(WHAT IS NEEDED) Tally every line in the listing that holds the string "while", then state the total and nothing more.

(RECORDS FOR THE EXERCISE)
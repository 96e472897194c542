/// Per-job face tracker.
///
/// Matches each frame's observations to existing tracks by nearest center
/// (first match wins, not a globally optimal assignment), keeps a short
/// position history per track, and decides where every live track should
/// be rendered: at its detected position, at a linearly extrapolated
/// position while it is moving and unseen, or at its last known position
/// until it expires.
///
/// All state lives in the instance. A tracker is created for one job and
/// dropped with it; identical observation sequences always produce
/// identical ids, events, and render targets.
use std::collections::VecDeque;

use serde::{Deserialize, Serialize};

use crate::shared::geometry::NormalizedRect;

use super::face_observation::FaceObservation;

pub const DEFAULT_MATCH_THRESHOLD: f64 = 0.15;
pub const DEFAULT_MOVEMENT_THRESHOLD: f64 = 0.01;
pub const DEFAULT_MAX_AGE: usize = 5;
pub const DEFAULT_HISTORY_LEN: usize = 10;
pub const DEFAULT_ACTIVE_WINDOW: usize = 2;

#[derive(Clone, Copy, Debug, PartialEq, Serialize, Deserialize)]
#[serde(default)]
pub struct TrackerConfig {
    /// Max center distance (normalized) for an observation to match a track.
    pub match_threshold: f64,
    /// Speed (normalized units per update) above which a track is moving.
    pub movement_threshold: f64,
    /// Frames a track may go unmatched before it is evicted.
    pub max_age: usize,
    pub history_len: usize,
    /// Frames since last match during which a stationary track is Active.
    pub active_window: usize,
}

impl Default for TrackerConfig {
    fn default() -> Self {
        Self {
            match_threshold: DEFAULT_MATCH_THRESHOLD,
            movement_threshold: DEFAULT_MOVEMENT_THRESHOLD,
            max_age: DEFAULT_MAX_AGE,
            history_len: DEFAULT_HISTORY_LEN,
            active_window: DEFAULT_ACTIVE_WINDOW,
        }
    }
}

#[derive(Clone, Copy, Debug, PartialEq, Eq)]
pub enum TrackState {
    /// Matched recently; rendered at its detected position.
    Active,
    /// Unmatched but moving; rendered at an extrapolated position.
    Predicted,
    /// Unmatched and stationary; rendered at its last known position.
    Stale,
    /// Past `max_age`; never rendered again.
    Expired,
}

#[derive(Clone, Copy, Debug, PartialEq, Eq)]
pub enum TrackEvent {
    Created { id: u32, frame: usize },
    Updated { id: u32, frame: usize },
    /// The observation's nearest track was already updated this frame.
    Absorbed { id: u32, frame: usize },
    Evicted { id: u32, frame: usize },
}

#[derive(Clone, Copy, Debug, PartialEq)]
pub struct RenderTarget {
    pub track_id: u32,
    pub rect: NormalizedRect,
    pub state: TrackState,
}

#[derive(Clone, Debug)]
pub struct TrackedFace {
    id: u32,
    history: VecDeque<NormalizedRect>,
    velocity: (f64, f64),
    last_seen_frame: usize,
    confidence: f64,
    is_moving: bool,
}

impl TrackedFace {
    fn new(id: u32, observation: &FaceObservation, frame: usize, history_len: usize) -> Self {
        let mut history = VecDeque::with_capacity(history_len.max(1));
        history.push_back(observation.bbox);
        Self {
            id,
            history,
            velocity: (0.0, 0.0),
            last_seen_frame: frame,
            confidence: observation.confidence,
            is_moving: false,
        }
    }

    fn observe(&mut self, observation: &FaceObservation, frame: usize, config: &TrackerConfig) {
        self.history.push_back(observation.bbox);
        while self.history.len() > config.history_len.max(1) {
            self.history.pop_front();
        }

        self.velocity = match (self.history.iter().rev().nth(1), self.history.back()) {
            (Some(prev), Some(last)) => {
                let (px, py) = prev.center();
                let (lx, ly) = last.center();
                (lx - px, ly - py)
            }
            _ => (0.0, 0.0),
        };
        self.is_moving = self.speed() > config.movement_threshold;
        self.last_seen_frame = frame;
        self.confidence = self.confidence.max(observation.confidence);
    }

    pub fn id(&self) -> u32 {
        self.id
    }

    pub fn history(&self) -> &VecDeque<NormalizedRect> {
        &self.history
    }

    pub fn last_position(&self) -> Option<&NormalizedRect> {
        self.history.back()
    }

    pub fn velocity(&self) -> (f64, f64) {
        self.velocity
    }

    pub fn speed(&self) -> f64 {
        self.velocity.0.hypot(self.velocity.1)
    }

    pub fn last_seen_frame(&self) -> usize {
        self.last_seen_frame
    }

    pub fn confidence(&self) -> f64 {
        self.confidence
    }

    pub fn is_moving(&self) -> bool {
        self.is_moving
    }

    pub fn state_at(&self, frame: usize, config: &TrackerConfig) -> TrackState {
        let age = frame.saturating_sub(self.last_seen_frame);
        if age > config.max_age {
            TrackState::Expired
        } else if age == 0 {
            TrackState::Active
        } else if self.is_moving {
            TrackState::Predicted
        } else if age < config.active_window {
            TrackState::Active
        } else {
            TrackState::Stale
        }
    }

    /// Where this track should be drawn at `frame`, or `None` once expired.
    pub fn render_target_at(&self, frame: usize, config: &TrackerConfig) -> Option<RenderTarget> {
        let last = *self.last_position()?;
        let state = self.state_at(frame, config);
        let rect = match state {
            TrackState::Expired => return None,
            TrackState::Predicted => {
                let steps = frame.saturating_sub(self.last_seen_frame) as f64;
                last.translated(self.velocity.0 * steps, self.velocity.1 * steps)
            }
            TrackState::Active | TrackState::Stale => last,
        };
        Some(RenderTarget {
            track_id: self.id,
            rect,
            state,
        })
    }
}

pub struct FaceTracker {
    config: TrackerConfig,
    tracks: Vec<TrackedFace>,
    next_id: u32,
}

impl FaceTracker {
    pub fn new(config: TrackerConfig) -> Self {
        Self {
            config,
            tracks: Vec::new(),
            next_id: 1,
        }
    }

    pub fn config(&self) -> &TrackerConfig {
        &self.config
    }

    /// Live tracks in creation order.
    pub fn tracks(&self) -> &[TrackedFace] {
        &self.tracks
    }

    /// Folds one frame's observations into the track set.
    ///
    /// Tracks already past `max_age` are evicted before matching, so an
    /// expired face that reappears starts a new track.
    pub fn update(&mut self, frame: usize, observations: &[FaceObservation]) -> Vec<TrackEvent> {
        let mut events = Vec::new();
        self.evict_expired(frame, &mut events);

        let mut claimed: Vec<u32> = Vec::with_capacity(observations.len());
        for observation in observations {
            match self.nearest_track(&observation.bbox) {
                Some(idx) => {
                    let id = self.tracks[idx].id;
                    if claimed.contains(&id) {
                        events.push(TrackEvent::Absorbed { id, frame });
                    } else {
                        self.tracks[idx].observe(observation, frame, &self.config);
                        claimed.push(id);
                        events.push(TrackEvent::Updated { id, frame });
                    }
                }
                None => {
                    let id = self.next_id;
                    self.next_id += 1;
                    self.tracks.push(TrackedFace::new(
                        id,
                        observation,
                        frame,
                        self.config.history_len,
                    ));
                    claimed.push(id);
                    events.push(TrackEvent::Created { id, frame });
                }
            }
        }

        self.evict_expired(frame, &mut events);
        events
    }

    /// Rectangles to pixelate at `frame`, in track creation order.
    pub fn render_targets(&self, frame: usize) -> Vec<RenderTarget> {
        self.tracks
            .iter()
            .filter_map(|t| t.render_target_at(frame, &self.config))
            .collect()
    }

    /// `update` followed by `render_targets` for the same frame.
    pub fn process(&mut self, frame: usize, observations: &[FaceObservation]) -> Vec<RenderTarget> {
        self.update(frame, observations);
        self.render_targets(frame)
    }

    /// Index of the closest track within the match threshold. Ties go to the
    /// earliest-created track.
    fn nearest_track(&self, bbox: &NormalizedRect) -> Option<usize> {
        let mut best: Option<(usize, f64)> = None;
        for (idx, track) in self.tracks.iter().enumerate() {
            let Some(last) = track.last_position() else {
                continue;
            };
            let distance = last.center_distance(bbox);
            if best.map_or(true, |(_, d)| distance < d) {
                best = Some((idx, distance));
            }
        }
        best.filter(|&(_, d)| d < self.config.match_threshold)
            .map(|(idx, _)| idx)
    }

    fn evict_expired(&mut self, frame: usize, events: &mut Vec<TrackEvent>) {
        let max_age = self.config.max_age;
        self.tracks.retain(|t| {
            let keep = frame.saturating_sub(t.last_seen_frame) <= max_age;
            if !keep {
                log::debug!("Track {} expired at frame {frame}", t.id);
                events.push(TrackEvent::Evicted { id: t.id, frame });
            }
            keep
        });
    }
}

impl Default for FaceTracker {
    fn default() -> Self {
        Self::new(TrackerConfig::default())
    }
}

(EXPECTED OUTPUT) 2